Shannon another nice set of knives. I have not heard about using Fiebings leather dye as a finishing agent for handles. How does it work on other woods?


----------



## Nowski (Dec 23, 2014)

A lot of guys use it even in the ABS, shoot I am pretty sure Bill Moran even used it. Since it's alcohol based it seems to work fine on any domestic wood. I have used it on Walnut and Pecan as well.


Foot Patrol said:


> Shannon another nice set of knives. I have not heard about using Fiebings leather dye as a finishing agent for handles. How does it work on other woods?


----------



## robert flynt (Dec 23, 2014)

Foot Patrol said:


> Shannon another nice set of knives. I have not heard about using Fiebings leather dye as a finishing agent for handles. How does it work on other woods?

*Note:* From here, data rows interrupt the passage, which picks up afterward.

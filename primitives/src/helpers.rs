use ark_bls12_381::{Bls12_381, Fr, G1Affine, G1Projective, G2Projective};
use ark_ec::{pairing::Pairing, AffineRepr, CurveGroup, VariableBaseMSM};
use ark_ff::{BigInteger, Field, PrimeField, UniformRand};
use ark_serialize::CanonicalDeserialize;
use ark_std::{rand::RngCore, One, Zero};

#[cfg(feature = "parallel")]
use rayon::prelude::*;

use crate::{consts::BYTES_PER_FIELD_ELEMENT, errors::KzgError};

/// For a given field element x, computes [1, x, x², x³, ..., x^max_degree]
///
/// # Arguments
/// * `value` - The field element to compute powers of
/// * `max_degree` - The highest exponent, so the result holds `max_degree + 1` entries
///
/// # Returns
/// * Vector of field elements containing powers: [x⁰, x¹, x², ..., x^max_degree]
pub fn generate_vec_powers(value: &Fr, max_degree: usize) -> Vec<Fr> {
    let mut powers = Vec::with_capacity(max_degree + 1);
    let mut current = Fr::one();
    for _ in 0..=max_degree {
        powers.push(current);
        current *= value;
    }
    powers
}

/// Inverts every non-zero element of `values` in place with a single field
/// inversion (Montgomery's trick). Zero entries are left untouched.
pub fn batch_inversion(values: &mut [Fr]) {
    // prefix products over the non-zero entries only
    let mut prefix = Vec::with_capacity(values.len());
    let mut acc = Fr::one();
    for value in values.iter().filter(|value| !value.is_zero()) {
        acc *= value;
        prefix.push(acc);
    }

    let mut inverse = match acc.inverse() {
        Some(inverse) => inverse,
        None => return,
    };

    // walk backwards: inverse holds (v_0 * ... * v_i)^-1 when visiting v_i
    let mut remaining = prefix.len();
    for value in values.iter_mut().rev().filter(|value| !value.is_zero()) {
        remaining -= 1;
        let before = if remaining == 0 {
            Fr::one()
        } else {
            prefix[remaining - 1]
        };
        let next_inverse = inverse * *value;
        *value = inverse * before;
        inverse = next_inverse;
    }
}

/// Canonical 32 byte little-endian encoding of a scalar.
pub fn fr_to_le_bytes(scalar: &Fr) -> Vec<u8> {
    scalar.into_bigint().to_bytes_le()
}

/// Decodes a canonical little-endian scalar. Returns `None` for encodings
/// that are not exactly [`BYTES_PER_FIELD_ELEMENT`] long or not reduced
/// modulo the field order.
pub fn fr_from_le_bytes(bytes: &[u8]) -> Option<Fr> {
    if bytes.len() != BYTES_PER_FIELD_ELEMENT {
        return None;
    }
    Fr::deserialize_compressed(bytes).ok()
}

pub fn random_scalar<R: RngCore + ?Sized>(rng: &mut R) -> Fr {
    Fr::rand(rng)
}

/// Samples a uniformly random G1 element as a random multiple of the generator.
pub fn random_g1_point<R: RngCore + ?Sized>(rng: &mut R) -> G1Projective {
    G1Affine::generator() * random_scalar(rng)
}

/// Samples a uniformly random G2 element as a random multiple of the generator.
pub fn random_g2_point<R: RngCore + ?Sized>(rng: &mut R) -> G2Projective {
    ark_bls12_381::G2Affine::generator() * random_scalar(rng)
}

/// Multiplies a single base by every scalar, one scalar multiplication each.
/// Used by the SRS setup where all powers share the same generator.
pub fn slow_multi_scalar_mul_single_base(scalars: &[Fr], base: &G1Projective) -> Vec<G1Projective> {
    #[cfg(feature = "parallel")]
    let iter = scalars.par_iter();
    #[cfg(not(feature = "parallel"))]
    let iter = scalars.iter();

    iter.map(|scalar| *base * *scalar).collect()
}

/// Computes a linear combination of G1 points weighted by scalar coefficients.
///
/// Given points P₁, P₂, ..., Pₙ and scalars s₁, s₂, ..., sₙ
/// Computes: s₁P₁ + s₂P₂ + ... + sₙPₙ
/// Uses Multi-Scalar Multiplication (MSM) for efficient computation.
///
/// # Arguments
/// * `points` - Array of G1 points in affine form
/// * `scalars` - Array of field elements as scalar weights
///
/// # Returns
/// * Single G1 point in affine form representing the linear combination
pub fn g1_lincomb(points: &[G1Affine], scalars: &[Fr]) -> Result<G1Affine, KzgError> {
    let lincomb =
        G1Projective::msm(points, scalars).map_err(|e| KzgError::MsmError(e.to_string()))?;
    Ok(lincomb.into_affine())
}

/// Checks `e(a₁, b₁) · e(a₂, b₂) == 1` in the target group with one shared
/// final exponentiation.
pub fn pairing_product_is_identity(
    g1_points: [G1Affine; 2],
    g2_prepared: [<Bls12_381 as Pairing>::G2Prepared; 2],
) -> bool {
    let miller_loop = Bls12_381::multi_miller_loop(g1_points, g2_prepared);
    Bls12_381::final_exponentiation(miller_loop).map_or(false, |gt| gt.is_zero())
}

I use a lot of leather dye on wood as well as bone. The mineral based dye seems to penetrate better than the oil based dye and with the real oily wood it doesn't penetrate very well. I put the wood and bone in a jar with a good lid that doesn't leak and lay the jar on its side, that way I can put less dye in the jar and use just enough to cover the scales. Then I forget about them for a while.

Reactions: Informative 1


----------



## Foot Patrol (Dec 23, 2014)

robert flynt said:


> I use a lot of leather dye on wood as well as bone. The mineral based dye seems to penetrate better than the oil based dye and with the real oily wood it doesn't penetrate very well. I put the wood and bone in a jar with a good lid that doesn't leak and lay the jar on its side, that way I can put less dye in the jar and use just enough to cover the scales. Then I forget about them for a while.

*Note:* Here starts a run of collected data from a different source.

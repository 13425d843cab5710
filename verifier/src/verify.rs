use ark_bls12_381::{Bls12_381, Fr};
use ark_ec::{pairing::Pairing, AffineRepr, CurveGroup};
use rust_kzg_bls12_381_primitives::{
    commitment::{AggregatedProof, Commitment, Proof},
    errors::KzgError,
    helpers,
    keys::OpeningKey,
};
use tracing::debug;

type G2Prepared = <Bls12_381 as Pairing>::G2Prepared;

/// Checks a single opening with one multi-pairing.
///
/// The proof claims `p(z) = y` for the polynomial behind `commitment`. With
/// witness `W = [q(x)]₁` this holds iff
///
/// `e(C - y·g, h) · e(W, z·h - x·h) = 1`
///
/// # Arguments
/// * `opening_key` - Verifier key from the same setup as the commit key
/// * `commitment` - Commitment to the opened polynomial
/// * `proof` - Point, claimed evaluation and witness
///
/// # Returns
/// * `true` if the proof is valid, `false` otherwise
pub fn verify_single_polynomial(
    opening_key: &OpeningKey,
    commitment: &Commitment,
    proof: &Proof,
) -> bool {
    let commitment_minus_value =
        (commitment.0.into_group() - *opening_key.g() * proof.evaluation).into_affine();
    let point_minus_beta =
        (*opening_key.h() * proof.point - opening_key.h_beta().into_group()).into_affine();

    let valid = helpers::pairing_product_is_identity(
        [commitment_minus_value, proof.witness.0],
        [
            opening_key.h_prepared().clone(),
            G2Prepared::from(point_minus_beta),
        ],
    );

    debug!(valid, "verified single opening");
    valid
}

/// Folds commitments and evaluations with powers of `gamma` into one
/// commitment and one evaluation, the shape [verify_single_polynomial] checks.
///
/// # Returns
/// * `KzgError::SizeMismatch` when the two slices differ in length
/// * `KzgError::InvalidInputLength` when they are empty
pub fn verify_aggregation(
    commitments: &[Commitment],
    evaluations: &[Fr],
    gamma: &Fr,
) -> Result<(Commitment, Fr), KzgError> {
    if commitments.len() != evaluations.len() {
        return Err(KzgError::SizeMismatch {
            commitments: commitments.len(),
            points: 1,
            evaluations: evaluations.len(),
            witnesses: 1,
        });
    }
    if commitments.is_empty() {
        return Err(KzgError::InvalidInputLength);
    }

    let gamma_powers = helpers::generate_vec_powers(gamma, commitments.len() - 1);

    let points: Vec<_> = commitments.iter().map(|c| c.0).collect();
    let flattened_commitment = helpers::g1_lincomb(&points, &gamma_powers)?;
    let flattened_evaluation: Fr = gamma_powers
        .iter()
        .zip(evaluations)
        .map(|(power, evaluation)| *power * evaluation)
        .sum();

    Ok((Commitment(flattened_commitment), flattened_evaluation))
}

/// Checks an opening of several polynomials at one point.
///
/// `gamma` must be the challenge the prover drew, which the caller recovers by
/// replaying the prover's transcript.
pub fn verify_multiple_polynomials(
    opening_key: &OpeningKey,
    commitments: &[Commitment],
    aggregated_proof: &AggregatedProof,
    gamma: &Fr,
) -> Result<bool, KzgError> {
    let (commitment, evaluation) =
        verify_aggregation(commitments, &aggregated_proof.evaluations, gamma)?;
    let flattened = Proof {
        point: aggregated_proof.point,
        evaluation,
        witness: aggregated_proof.witness,
    };

    let valid = verify_single_polynomial(opening_key, &commitment, &flattened);
    debug!(
        valid,
        num_polynomials = commitments.len(),
        "verified aggregated opening"
    );
    Ok(valid)
}
use ark_bls12_381::{g1, g2};
use ark_ec::{
    short_weierstrass::{Affine, SWCurveConfig},
    AffineRepr,
};
use ark_serialize::{CanonicalDeserialize, CanonicalSerialize};

use crate::{
    consts::{
        SIZE_OF_G1_AFFINE_COMPRESSED, SIZE_OF_G1_AFFINE_UNCOMPRESSED, SIZE_OF_G2_AFFINE_COMPRESSED,
        SIZE_OF_G2_AFFINE_UNCOMPRESSED,
    },
    errors::KzgError,
};

/// Fixed-size little-endian encodings of curve points, in the arkworks
/// canonical format.
///
/// Compressed decoding always runs the on-curve and subgroup checks. The
/// uncompressed path skips them and is meant for trusted inputs such as a
/// locally cached reference string.
pub trait PointEncoding: AffineRepr {
    const COMPRESSED_SIZE: usize;
    const UNCOMPRESSED_SIZE: usize;

    fn to_compressed_bytes(&self) -> Result<Vec<u8>, KzgError> {
        let mut bytes = Vec::with_capacity(Self::COMPRESSED_SIZE);
        self.serialize_compressed(&mut bytes)
            .map_err(|e| KzgError::SerializationError(e.to_string()))?;
        Ok(bytes)
    }

    fn to_uncompressed_bytes(&self) -> Result<Vec<u8>, KzgError> {
        let mut bytes = Vec::with_capacity(Self::UNCOMPRESSED_SIZE);
        self.serialize_uncompressed(&mut bytes)
            .map_err(|e| KzgError::SerializationError(e.to_string()))?;
        Ok(bytes)
    }

    fn from_compressed_bytes(bytes: &[u8]) -> Option<Self> {
        if bytes.len() != Self::COMPRESSED_SIZE {
            return None;
        }
        Self::deserialize_compressed(bytes).ok()
    }

    fn from_uncompressed_bytes_unchecked(bytes: &[u8]) -> Option<Self> {
        if bytes.len() != Self::UNCOMPRESSED_SIZE {
            return None;
        }
        Self::deserialize_uncompressed_unchecked(bytes).ok()
    }
}

/// Encoded point sizes, keyed by curve configuration. The G1 and G2 affine
/// aliases are projections of one pairing config and cannot carry separate
/// impls.
pub trait EncodedSize: SWCurveConfig {
    const COMPRESSED_SIZE: usize;
    const UNCOMPRESSED_SIZE: usize;
}

impl EncodedSize for g1::Config {
    const COMPRESSED_SIZE: usize = SIZE_OF_G1_AFFINE_COMPRESSED;
    const UNCOMPRESSED_SIZE: usize = SIZE_OF_G1_AFFINE_UNCOMPRESSED;
}

impl EncodedSize for g2::Config {
    const COMPRESSED_SIZE: usize = SIZE_OF_G2_AFFINE_COMPRESSED;
    const UNCOMPRESSED_SIZE: usize = SIZE_OF_G2_AFFINE_UNCOMPRESSED;
}

impl<P: EncodedSize> PointEncoding for Affine<P> {
    const COMPRESSED_SIZE: usize = P::COMPRESSED_SIZE;
    const UNCOMPRESSED_SIZE: usize = P::UNCOMPRESSED_SIZE;
}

Thanks Robert for the feedback and Shannon for the tip. I will give this a try.


----------



## Nowski (Dec 23, 2014)

Foot Patrol said:


> Thanks Robert for the feedback and Shannon for the tip. I will give this a try.



@Foot Patrol On Curly Maple like this I use Medium Brown for three coats which I sand back the first two coats to where you only see the curl then third coat stays.


----------



## Foot Patrol (Dec 24, 2014)

Nowski said:


> @Foot Patrol On Curly Maple like this I use Medium Brown for three coats which I sand back the first two coats to where you only see the curl then third coat stays.

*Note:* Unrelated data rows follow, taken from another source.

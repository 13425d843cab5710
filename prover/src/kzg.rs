use ark_bls12_381::Fr;
use rust_kzg_bls12_381_primitives::{
    commitment::{AggregatedProof, Commitment, Proof},
    consts::CHALLENGE_GAMMA_LABEL,
    errors::KzgError,
    helpers,
    polynomial::CoefficientForm,
    transcript::TranscriptProtocol,
};
use tracing::debug;

use crate::srs::CommitKey;

/// Commits to `polynomial` as `Σ cᵢ·(xⁱ·g)`.
///
/// # Arguments
/// * `commit_key` - Powers of the setup secret in G1
/// * `polynomial` - Polynomial in coefficient form, of degree between 1 and
///   `commit_key.max_degree()`
///
/// # Returns
/// * `KzgError::PolyDegreeZero` for constant polynomials
/// * `KzgError::PolyDegreeTooLarge` when the key is too short
pub fn commit(
    commit_key: &CommitKey,
    polynomial: &CoefficientForm,
) -> Result<Commitment, KzgError> {
    commit_key.check_polynomial_degree(polynomial.degree())?;
    msm_commit(commit_key, polynomial)
}

/// Quotients may legitimately be constant or zero, so witnesses only check the
/// upper degree bound.
fn commit_witness(
    commit_key: &CommitKey,
    quotient: &CoefficientForm,
) -> Result<Commitment, KzgError> {
    commit_key.check_degree_bound(quotient.degree())?;
    msm_commit(commit_key, quotient)
}

fn msm_commit(
    commit_key: &CommitKey,
    polynomial: &CoefficientForm,
) -> Result<Commitment, KzgError> {
    let bases = &commit_key.powers_of_g()[..polynomial.len()];
    let point = helpers::g1_lincomb(bases, polynomial.coefficients())?;
    Ok(Commitment(point))
}

/// Opens `polynomial` at `point`.
///
/// The witness commits to `q(X) = (p(X) - p(point)) / (X - point)`.
pub fn create_witness_single(
    commit_key: &CommitKey,
    polynomial: &CoefficientForm,
    point: &Fr,
) -> Result<Proof, KzgError> {
    let evaluation = polynomial.evaluate(point);
    let quotient = (polynomial - evaluation).ruffini(point);
    let witness = commit_witness(commit_key, &quotient)?;

    debug!(
        degree = polynomial.degree(),
        "created single opening witness"
    );
    Ok(Proof {
        point: *point,
        evaluation,
        witness,
    })
}

/// Opens every polynomial in `polynomials` at the same `point` with one
/// witness.
///
/// The caller must append the commitments to `transcript` before calling this,
/// and the verifier must replay the same appends to recover `γ`.
///
/// # Returns
/// * `KzgError::InvalidInputLength` when `polynomials` is empty
pub fn create_witness_multiple_polynomials<T: TranscriptProtocol + ?Sized>(
    commit_key: &CommitKey,
    polynomials: &[CoefficientForm],
    point: &Fr,
    transcript: &mut T,
) -> Result<AggregatedProof, KzgError> {
    if polynomials.is_empty() {
        return Err(KzgError::InvalidInputLength);
    }

    let gamma = transcript.challenge_scalar(CHALLENGE_GAMMA_LABEL);
    let gamma_powers = helpers::generate_vec_powers(&gamma, polynomials.len() - 1);

    let evaluations: Vec<Fr> = polynomials.iter().map(|p| p.evaluate(point)).collect();

    // ψ(X) = Σ γⁱ·pᵢ(X); its remainder at `point` is Σ γⁱ·pᵢ(point) and is
    // dropped by the division
    let aggregated = polynomials
        .iter()
        .zip(gamma_powers)
        .fold(CoefficientForm::zero(), |acc, (polynomial, gamma_i)| {
            &acc + &(polynomial * gamma_i)
        });
    let quotient = aggregated.ruffini(point);
    let witness = commit_witness(commit_key, &quotient)?;

    debug!(
        num_polynomials = polynomials.len(),
        "created aggregated opening witness"
    );
    Ok(AggregatedProof {
        point: *point,
        evaluations,
        witness,
    })
}
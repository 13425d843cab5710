//! Prover side of KZG commitments over BLS12-381.
//!
//! [srs::ReferenceString::setup] produces the keys, [kzg::commit] commits to a
//! polynomial and the `create_witness_*` functions in [kzg] produce opening
//! proofs that `rust-kzg-bls12-381-verifier` checks.

pub mod kzg;
pub mod srs;
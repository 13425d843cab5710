use criterion::{criterion_group, criterion_main, Criterion};
use rust_kzg_bls12_381_primitives::polynomial::CoefficientForm;
use rust_kzg_bls12_381_prover::{kzg::commit, srs::ReferenceString};
use std::time::Duration;

fn bench_kzg_commit(c: &mut Criterion) {
    let mut rng = rand::thread_rng();
    let (commit_key, _) = ReferenceString::setup(1 << 14, &mut rng)
        .unwrap()
        .trim(1 << 14)
        .unwrap();

    for degree in [1023usize, 4095, 16383] {
        let polynomial = CoefficientForm::random(degree, &mut rng);
        c.bench_function(&format!("bench_kzg_commit_{}", degree + 1), |b| {
            b.iter(|| commit(&commit_key, &polynomial).unwrap());
        });
    }
}

fn criterion_config() -> Criterion {
    Criterion::default()
        .warm_up_time(Duration::from_secs(5)) // Warm-up time
        .measurement_time(Duration::from_secs(10)) // Measurement time
        .sample_size(10) // Number of samples to take
}

criterion_group!(
    name = benches;
    config = criterion_config();
    targets = bench_kzg_commit
);
criterion_main!(benches);
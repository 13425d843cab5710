use ark_bls12_381::{Bls12_381, Fr, G1Affine, G1Projective, G2Affine};
use ark_ec::{pairing::Pairing, AffineRepr, CurveGroup};
use ark_ff::{Field, UniformRand};
use ark_std::{One, Zero};
use rand::{rngs::StdRng, SeedableRng};
use rust_kzg_bls12_381_primitives::{
    errors::KzgError,
    helpers::{
        g1_lincomb, generate_vec_powers, pairing_product_is_identity, random_g1_point,
        random_g2_point, random_scalar, slow_multi_scalar_mul_single_base,
    },
};

type G2Prepared = <Bls12_381 as Pairing>::G2Prepared;

#[test]
fn test_generate_vec_powers() {
    let powers = generate_vec_powers(&Fr::from(3u64), 4);
    let expected: Vec<Fr> = [1u64, 3, 9, 27, 81].iter().map(|v| Fr::from(*v)).collect();
    assert_eq!(powers, expected);

    assert_eq!(generate_vec_powers(&Fr::from(3u64), 0), vec![Fr::one()]);
    assert_eq!(
        generate_vec_powers(&Fr::zero(), 2),
        vec![Fr::one(), Fr::zero(), Fr::zero()]
    );
}

#[test]
fn test_random_points_are_valid() {
    let mut rng = StdRng::seed_from_u64(1);
    let g1 = random_g1_point(&mut rng).into_affine();
    let g2 = random_g2_point(&mut rng).into_affine();
    assert!(g1.is_on_curve() && g1.is_in_correct_subgroup_assuming_on_curve());
    assert!(g2.is_on_curve() && g2.is_in_correct_subgroup_assuming_on_curve());
    assert_ne!(random_scalar(&mut rng), random_scalar(&mut rng));
}

#[test]
fn test_slow_msm_single_base() {
    let mut rng = StdRng::seed_from_u64(2);
    let base = random_g1_point(&mut rng);
    let scalars: Vec<Fr> = (0..10).map(|_| Fr::rand(&mut rng)).collect();
    let points = slow_multi_scalar_mul_single_base(&scalars, &base);
    assert_eq!(points.len(), scalars.len());
    for (point, scalar) in points.iter().zip(scalars.iter()) {
        assert_eq!(*point, base * scalar);
    }
    assert!(slow_multi_scalar_mul_single_base(&[], &base).is_empty());
}

#[test]
fn test_g1_lincomb() {
    let mut rng = StdRng::seed_from_u64(3);
    let points: Vec<G1Affine> = (0..8)
        .map(|_| random_g1_point(&mut rng).into_affine())
        .collect();
    let scalars: Vec<Fr> = (0..8).map(|_| Fr::rand(&mut rng)).collect();

    let expected = points
        .iter()
        .zip(scalars.iter())
        .fold(G1Projective::zero(), |acc, (p, s)| acc + *p * s);
    assert_eq!(
        g1_lincomb(&points, &scalars).unwrap(),
        expected.into_affine()
    );

    assert!(matches!(
        g1_lincomb(&points, &scalars[..3]),
        Err(KzgError::MsmError(_))
    ));
}

#[test]
fn test_pairing_product() {
    let mut rng = StdRng::seed_from_u64(4);
    let a = Fr::rand(&mut rng);
    let b = Fr::rand(&mut rng);
    let g = G1Affine::generator();
    let h = G2Affine::generator();

    // e(a·g, b·h) · e(-(a·b)·g, h) = 1
    let lhs = (g * a).into_affine();
    let rhs = (g * -(a * b)).into_affine();
    let h_b = (h * b).into_affine();
    assert!(pairing_product_is_identity(
        [lhs, rhs],
        [G2Prepared::from(h_b), G2Prepared::from(h)]
    ));

    let wrong = (g * (a * b).square()).into_affine();
    assert!(!pairing_product_is_identity(
        [lhs, wrong],
        [G2Prepared::from(h_b), G2Prepared::from(h)]
    ));
}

Does this work on stabilized wood? I had K&G stabilize and brown dye some quilted maple but the color is very light and washed out. I would like to darken it up.


----------



## Nowski (Dec 24, 2014)

Foot Patrol said:


> Does this work on stabilized wood? I had K&G stabilize and brown dye some quilted maple but the color is very light and washed out. I would like to darken it up.


Not in my experience, maybe if you reduced it. On Curly Maple that I have had stabilized and not come out dark enough( which was a whole batch one time) I use Laurel Mountain Forge wood stain with great success. I usually use The color Nut Brown which works well for the color I am usually going for and have occasionally used their Walnut color as well.

Reactions: Informative 1


----------



## Foot Patrol (Dec 24, 2014)

Thanks Shannon. I will be headed to Tandy later this week and will pick some of these up.


----------



## robert flynt (Dec 24, 2014)

Foot Patrol said:


> Does this work on stabilized wood? I had K&G stabilize and brown dye some quilted maple but the color is very light and washed out. I would like to darken it up.


you some chromic trioxide to color the wood a darker brown but you wont get much penetration. It makes a nice rich brown. R W Wilson sells it on his web site and calls it Majestic Maple Dye. Use latex gloves when using it.

Reactions: Informative 1


----------



## Foot Patrol (Dec 24, 2014)

robert flynt said:


> you some chromic trioxide to color the wood a darker brown but you wont get much penetration. It makes a nice rich brown. R W Wilson sells it on his web site and calls it Majestic Maple Dye. Use latex gloves when using it.



Thanks Robert. I will check it out.


----------